Action item:
Output only the lines below that start at the line containing "self.key.cmp(&other.key)" and end at the line containing "single, true), SortStats::default());", with both ends kept.
● ● ● ● ●
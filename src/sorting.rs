//! Exchange sort implementations

use crate::Sorter;
use tracing::trace;

/// Counters collected while bubble sorting
#[derive(Debug, Clone, Copy, Default, PartialEq, Eq)]
pub struct SortStats {
    /// Outer passes started
    pub passes: usize,
    /// Adjacent comparisons made
    pub comparisons: usize,
    /// Adjacent exchanges made
    pub swaps: usize,
}

/// Classic O(n²) bubble sort: every pass runs, even once the data is in order.
pub struct BubbleSorter;

impl Sorter for BubbleSorter {
    fn sort<T: Ord>(&self, data: &mut [T]) {
        exchange_sort(data, false);
    }

    fn name(&self) -> &'static str {
        "bubble"
    }
}

/// Bubble sort that stops after a pass with no exchange
pub struct EarlyExitBubbleSorter;

impl Sorter for EarlyExitBubbleSorter {
    fn sort<T: Ord>(&self, data: &mut [T]) {
        exchange_sort(data, true);
    }

    fn name(&self) -> &'static str {
        "bubble_early_exit"
    }
}

/// Standard library stable sort, used as the reference
pub struct StdSorter;

impl Sorter for StdSorter {
    #[inline]
    fn sort<T: Ord>(&self, data: &mut [T]) {
        data.sort();
    }

    fn name(&self) -> &'static str {
        "std"
    }
}

/// Sort `data` in place with [`BubbleSorter`]
pub fn bubble_sort<T: Ord>(data: &mut [T]) {
    BubbleSorter.sort(data);
}

/// Bubble sort `data` in place and report how much work it took
pub fn bubble_sort_with_stats<T: Ord>(data: &mut [T], early_exit: bool) -> SortStats {
    exchange_sort(data, early_exit)
}

fn exchange_sort<T: Ord>(data: &mut [T], early_exit: bool) -> SortStats {
    let mut stats = SortStats::default();
    let n = data.len();
    if n <= 1 {
        return stats;
    }

    for i in 0..n {
        stats.passes += 1;
        let mut swapped = false;

        // The last i elements are already in their final place
        for j in 0..n - 1 - i {
            stats.comparisons += 1;
            // Strict comparison keeps equal elements in order
            if data[j] > data[j + 1] {
                data.swap(j, j + 1);
                stats.swaps += 1;
                swapped = true;
            }
        }

        if early_exit && !swapped {
            break;
        }
    }

    trace!(
        len = n,
        passes = stats.passes,
        comparisons = stats.comparisons,
        swaps = stats.swaps,
        "exchange sort finished"
    );
    stats
}

#[cfg(test)]
mod tests {
    use super::*;

    /// Orders by `key` only, so `tag` exposes whether ties moved.
    #[derive(Debug, Clone, Copy, PartialEq, Eq)]
    struct Keyed {
        key: i32,
        tag: char,
    }

    impl PartialOrd for Keyed {
        fn partial_cmp(&self, other: &Self) -> Option<std::cmp::Ordering> {
            Some(self.cmp(other))
        }
    }

    impl Ord for Keyed {
        fn cmp(&self, other: &Self) -> std::cmp::Ordering {
            self.key.cmp(&other.key)
        }
    }

    fn keyed(pairs: &[(i32, char)]) -> Vec<Keyed> {
        pairs.iter().map(|&(key, tag)| Keyed { key, tag }).collect()
    }

    #[test]
    fn sorts_the_demo_input() {
        let mut nums = vec![5, 1, 4, 2, 8];
        bubble_sort(&mut nums);
        assert_eq!(nums, vec![1, 2, 4, 5, 8]);
    }

    #[test]
    fn equal_elements_keep_their_order() {
        let mut data = keyed(&[(2, 'a'), (1, 'b'), (2, 'c'), (1, 'd'), (0, 'e')]);
        BubbleSorter.sort(&mut data);
        assert_eq!(data, keyed(&[(0, 'e'), (1, 'b'), (1, 'd'), (2, 'a'), (2, 'c')]));

        let mut data = keyed(&[(3, 'x'), (3, 'y'), (3, 'z')]);
        EarlyExitBubbleSorter.sort(&mut data);
        assert_eq!(data, keyed(&[(3, 'x'), (3, 'y'), (3, 'z')]));
    }

    #[test]
    fn sorts_non_integer_elements() {
        let mut words = vec!["pear", "apple", "fig"];
        bubble_sort(&mut words);
        assert_eq!(words, vec!["apple", "fig", "pear"]);
    }

    #[test]
    fn trivial_inputs_do_no_work() {
        let mut empty: Vec<u8> = vec![];
        assert_eq!(bubble_sort_with_stats(&mut empty, false), SortStats::default());

        let mut single = vec![9];
        assert_eq!(bubble_sort_with_stats(&mut single, true), SortStats::default());
        assert_eq!(single, vec![9]);
    }

    #[test]
    fn full_sort_makes_quadratic_comparisons() {
        let mut data: Vec<i32> = (0..10).rev().collect();
        let stats = bubble_sort_with_stats(&mut data, false);
        assert_eq!(stats.passes, 10);
        assert_eq!(stats.comparisons, 45);
        // Reversed input: every comparison swaps
        assert_eq!(stats.swaps, 45);
    }

    #[test]
    fn early_exit_stops_after_a_clean_pass() {
        let mut sorted: Vec<i32> = (0..10).collect();
        let stats = bubble_sort_with_stats(&mut sorted, true);
        assert_eq!(stats.passes, 1);
        assert_eq!(stats.comparisons, 9);
        assert_eq!(stats.swaps, 0);

        let mut sorted: Vec<i32> = (0..10).collect();
        let stats = bubble_sort_with_stats(&mut sorted, false);
        assert_eq!(stats.passes, 10);
        assert_eq!(stats.comparisons, 45);
    }

    #[test]
    fn demo_input_stats() {
        let mut nums = vec![5, 1, 4, 2, 8];
        let stats = bubble_sort_with_stats(&mut nums, true);
        assert_eq!(nums, vec![1, 2, 4, 5, 8]);
        // 5 bubbles past 1, 4 and 2; then 4 past 2; third pass is clean
        assert_eq!(stats.swaps, 4);
        assert_eq!(stats.passes, 3);
    }
}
● ● ● ● ●
Result:
            self.key.cmp(&other.key)
        }
    }

    fn keyed(pairs: &[(i32, char)]) -> Vec<Keyed> {
        pairs.iter().map(|&(key, tag)| Keyed { key, tag }).collect()
    }

    #[test]
    fn sorts_the_demo_input() {
        let mut nums = vec![5, 1, 4, 2, 8];
        bubble_sort(&mut nums);
        assert_eq!(nums, vec![1, 2, 4, 5, 8]);
    }

    #[test]
    fn equal_elements_keep_their_order() {
        let mut data = keyed(&[(2, 'a'), (1, 'b'), (2, 'c'), (1, 'd'), (0, 'e')]);
        BubbleSorter.sort(&mut data);
        assert_eq!(data, keyed(&[(0, 'e'), (1, 'b'), (1, 'd'), (2, 'a'), (2, 'c')]));

        let mut data = keyed(&[(3, 'x'), (3, 'y'), (3, 'z')]);
        EarlyExitBubbleSorter.sort(&mut data);
        assert_eq!(data, keyed(&[(3, 'x'), (3, 'y'), (3, 'z')]));
    }

    #[test]
    fn sorts_non_integer_elements() {
        let mut words = vec!["pear", "apple", "fig"];
        bubble_sort(&mut words);
        assert_eq!(words, vec!["apple", "fig", "pear"]);
    }

    #[test]
    fn trivial_inputs_do_no_work() {
        let mut empty: Vec<u8> = vec![];
        assert_eq!(bubble_sort_with_stats(&mut empty, false), SortStats::default());

        let mut single = vec![9];
        assert_eq!(bubble_sort_with_stats(&mut single, true), SortStats::default());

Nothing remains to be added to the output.